Future contingent propositions (or simply, future contingents) are statements about states of affairs in the future that are contingent: neither necessarily true nor necessarily false.

The problem of future contingents seems to have been first discussed by Aristotle in chapter 9 of his On Interpretation (De Interpretatione), using the famous sea-battle example. Roughly a generation later, Diodorus Cronus from the Megarian school of philosophy stated a version of the problem in his notorious master argument. The problem was later discussed by Leibniz.
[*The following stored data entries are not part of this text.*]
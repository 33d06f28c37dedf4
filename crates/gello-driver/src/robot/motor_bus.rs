//! 串口电机总线主臂（GELLO / Dynamixel）

use super::{Observations, RobotAdapter, check_dofs};
use crate::calibration::CalibrationRecord;
use crate::session::{DeviceError, MotorBus, MotorBusConnector};
use crate::DriverError;
use std::f64::consts::TAU;

/// 电机总线主臂
///
/// 读数换算：`q_i = (raw_i - offset_i) * sign_i`，夹爪按标定的张开/闭合角度归一化。
pub struct MotorBusRobot {
    identifier: String,
    calibration: CalibrationRecord,
    /// 生效偏置（按起始位姿对齐后可能与标定值相差 2π 的整数倍）
    offsets: Vec<f64>,
    bus: Box<dyn MotorBus + Send>,
}

impl MotorBusRobot {
    /// 在已打开的总线上构建
    ///
    /// 总线的电机 ID 顺序必须与标定一致（手臂关节 + 夹爪）。
    pub fn new(
        identifier: impl Into<String>,
        calibration: CalibrationRecord,
        bus: Box<dyn MotorBus + Send>,
    ) -> Result<Self, DriverError> {
        let expected = calibration.motor_ids();
        if bus.motor_ids() != expected.as_slice() {
            return Err(DriverError::InvalidInput(format!(
                "motor bus ids {:?} do not match calibration ids {:?}",
                bus.motor_ids(),
                expected
            )));
        }

        Ok(Self {
            identifier: identifier.into(),
            offsets: calibration.joint_offsets().to_vec(),
            calibration,
            bus,
        })
    }

    /// 通过连接器打开设备并构建
    pub fn open(
        identifier: &str,
        calibration: CalibrationRecord,
        connector: &dyn MotorBusConnector,
    ) -> Result<Self, DriverError> {
        let bus = connector.open(identifier, &calibration.motor_ids())?;
        tracing::info!(
            identifier,
            joints = calibration.num_joints(),
            "Opened motor bus"
        );
        Self::new(identifier, calibration, bus)
    }

    /// 按起始位姿对齐偏置
    ///
    /// 编码器读数只在一圈内唯一：对每个关节选择 2π 的整数倍，使当前读数最接近声明的起始角度。
    pub fn with_start_joints(mut self, start_joints: &[f64]) -> Result<Self, DriverError> {
        check_dofs(self.calibration.num_joints(), start_joints)?;

        let current = self.get_joint_state()?;
        for (idx, start) in start_joints.iter().enumerate() {
            let turns = ((current[idx] - start) / TAU).round();
            let sign = f64::from(self.calibration.joint_signs()[idx]);
            self.offsets[idx] += TAU * turns * sign;
        }

        tracing::debug!(identifier = %self.identifier, offsets = ?self.offsets, "Aligned offsets to start joints");
        Ok(self)
    }

    /// 开关电机力矩
    pub fn set_torque_mode(&mut self, enabled: bool) -> Result<(), DriverError> {
        self.bus.set_torque_enabled(enabled)?;
        Ok(())
    }

    pub fn identifier(&self) -> &str {
        &self.identifier
    }

    pub fn calibration(&self) -> &CalibrationRecord {
        &self.calibration
    }

    /// 当前生效的关节偏置
    pub fn offsets(&self) -> &[f64] {
        &self.offsets
    }

    fn read_raw(&mut self) -> Result<Vec<f64>, DriverError> {
        let raw = self.bus.read_positions()?;
        let expected = self.num_dofs();
        if raw.len() != expected {
            return Err(DeviceError::InvalidResponse {
                expected,
                actual: raw.len(),
            }
            .into());
        }
        Ok(raw)
    }
}

impl RobotAdapter for MotorBusRobot {
    fn num_dofs(&self) -> usize {
        self.calibration.num_joints() + 1
    }

    fn get_joint_state(&mut self) -> Result<Vec<f64>, DriverError> {
        let raw = self.read_raw()?;
        let n = self.calibration.num_joints();

        let mut state: Vec<f64> = raw[..n]
            .iter()
            .zip(&self.offsets)
            .zip(self.calibration.joint_signs())
            .map(|((raw, offset), sign)| (raw - offset) * f64::from(*sign))
            .collect();
        state.push(self.calibration.gripper_config().normalize(raw[n]));
        Ok(state)
    }

    fn command_joint_state(&mut self, joint_state: &[f64]) -> Result<(), DriverError> {
        check_dofs(self.num_dofs(), joint_state)?;
        let n = self.calibration.num_joints();

        let mut raw: Vec<f64> = joint_state[..n]
            .iter()
            .zip(&self.offsets)
            .zip(self.calibration.joint_signs())
            .map(|((q, offset), sign)| q * f64::from(*sign) + offset)
            .collect();
        raw.push(self.calibration.gripper_config().denormalize(joint_state[n]));

        self.bus.write_positions(&raw)?;
        Ok(())
    }

    fn get_observations(&mut self) -> Result<Observations, DriverError> {
        Ok(Observations::from_joint_state(self.get_joint_state()?))
    }
}

impl std::fmt::Debug for MotorBusRobot {
    fn fmt(&self, f: &mut std::fmt::Formatter<'_>) -> std::fmt::Result {
        f.debug_struct("MotorBusRobot")
            .field("identifier", &self.identifier)
            .field("calibration", &self.calibration)
            .field("offsets", &self.offsets)
            .finish_non_exhaustive()
    }
}

#[cfg(test)]
mod tests {
    use super::*;
    use crate::calibration::GripperConfig;
    use crate::mock::{SimulatedConnector, SimulatedMotorBus};
    use std::f64::consts::{FRAC_PI_2, PI};

    fn calibration() -> CalibrationRecord {
        CalibrationRecord::new(
            vec![1, 2, 3],
            vec![PI, FRAC_PI_2, 0.0],
            vec![1, -1, 1],
            GripperConfig::new(4, 198.0, 148.0),
        )
        .unwrap()
    }

    fn robot_with(raw: Vec<f64>) -> (MotorBusRobot, crate::mock::SimHandle) {
        let bus = SimulatedMotorBus::new(vec![1, 2, 3, 4], raw);
        let handle = bus.handle();
        let robot = MotorBusRobot::new("/dev/ttyUSB0", calibration(), Box::new(bus)).unwrap();
        (robot, handle)
    }

    #[test]
    fn test_num_dofs_includes_gripper() {
        let (robot, _) = robot_with(vec![0.0; 4]);
        assert_eq!(robot.num_dofs(), 4);
    }

    #[test]
    fn test_joint_state_applies_offsets_and_signs() {
        let (mut robot, _) = robot_with(vec![PI + 0.1, FRAC_PI_2 + 0.2, -0.3, 173f64.to_radians()]);
        let state = robot.get_joint_state().unwrap();
        assert_eq!(state.len(), 4);
        assert!((state[0] - 0.1).abs() < 1e-9);
        assert!((state[1] + 0.2).abs() < 1e-9);
        assert!((state[2] + 0.3).abs() < 1e-9);
        assert!((state[3] - 0.5).abs() < 1e-9);
    }

    #[test]
    fn test_command_inverts_state() {
        let (mut robot, handle) = robot_with(vec![0.0; 4]);
        let target = [0.1, -0.2, 0.3, 1.0];
        robot.command_joint_state(&target).unwrap();

        let written = handle.positions();
        assert!((written[0] - (PI + 0.1)).abs() < 1e-9);
        assert!((written[1] - (FRAC_PI_2 + 0.2)).abs() < 1e-9);
        assert!((written[2] - 0.3).abs() < 1e-9);
        assert!((written[3] - 148f64.to_radians()).abs() < 1e-9);

        let state = robot.get_joint_state().unwrap();
        for (a, b) in state.iter().zip(target) {
            assert!((a - b).abs() < 1e-9);
        }
    }

    #[test]
    fn test_command_wrong_length() {
        let (mut robot, _) = robot_with(vec![0.0; 4]);
        assert!(matches!(
            robot.command_joint_state(&[0.0; 3]),
            Err(DriverError::InvalidInput(_))
        ));
    }

    #[test]
    fn test_mismatched_bus_ids_rejected() {
        let bus = SimulatedMotorBus::new(vec![1, 2, 3], vec![0.0; 3]);
        assert!(matches!(
            MotorBusRobot::new("/dev/ttyUSB0", calibration(), Box::new(bus)),
            Err(DriverError::InvalidInput(_))
        ));
    }

    #[test]
    fn test_short_read_is_device_error() {
        let (mut robot, handle) = robot_with(vec![0.0; 4]);
        handle.set_positions(vec![0.0; 2]);
        assert!(matches!(
            robot.get_joint_state(),
            Err(DriverError::Device(DeviceError::InvalidResponse { expected: 4, actual: 2 }))
        ));
    }

    #[test]
    fn test_read_failure_propagates() {
        let (mut robot, handle) = robot_with(vec![0.0; 4]);
        handle.fail_reads(true);
        assert!(matches!(
            robot.get_joint_state(),
            Err(DriverError::Device(DeviceError::Io(_)))
        ));
    }

    #[test]
    fn test_start_joints_shift_by_full_turns() {
        // 第一关节读数比起始位姿多一整圈
        let (robot, _) = robot_with(vec![PI + TAU + 0.05, FRAC_PI_2, 0.0, 198f64.to_radians()]);
        let mut robot = robot.with_start_joints(&[0.0, 0.0, 0.0]).unwrap();
        assert!((robot.offsets()[0] - (PI + TAU)).abs() < 1e-9);
        assert!((robot.offsets()[1] - FRAC_PI_2).abs() < 1e-9);

        let state = robot.get_joint_state().unwrap();
        assert!((state[0] - 0.05).abs() < 1e-9);
    }

    #[test]
    fn test_start_joints_wrong_length() {
        let (robot, _) = robot_with(vec![0.0; 4]);
        assert!(matches!(
            robot.with_start_joints(&[0.0; 4]),
            Err(DriverError::InvalidInput(_))
        ));
    }

    #[test]
    fn test_torque_mode() {
        let (mut robot, handle) = robot_with(vec![0.0; 4]);
        robot.set_torque_mode(true).unwrap();
        assert!(handle.torque_enabled());
        robot.set_torque_mode(false).unwrap();
        assert!(!handle.torque_enabled());
    }

    #[test]
    fn test_open_through_connector() {
        let connector = SimulatedConnector::new();
        let robot = MotorBusRobot::open("/dev/ttyUSB3", calibration(), &connector).unwrap();
        assert_eq!(robot.identifier(), "/dev/ttyUSB3");
        assert!(connector.handle("/dev/ttyUSB3").is_some());
    }
}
The problem can be expressed as follows. Suppose that a sea-battle will not be fought tomorrow. Then it was also true yesterday (and the week before, and last year) that it will not be fought, since any true statement about what will be the case in the future was also true in the past. But all past truths are now necessary truths; therefore it is now necessarily true in the past, prior and up to the original statement "A sea battle will not be fought tomorrow", that the battle will not be fought, and thus the statement that it will be fought is necessarily false. Therefore, it is not possible that the battle will be fought. In general, if something will not be the case, it is not possible for it to be the case. "For a man may predict an event ten thousand years beforehand, and another may predict the reverse; that which was truly predicted at the moment in the past will of necessity take place in the fullness of time" (De Int. 18b35).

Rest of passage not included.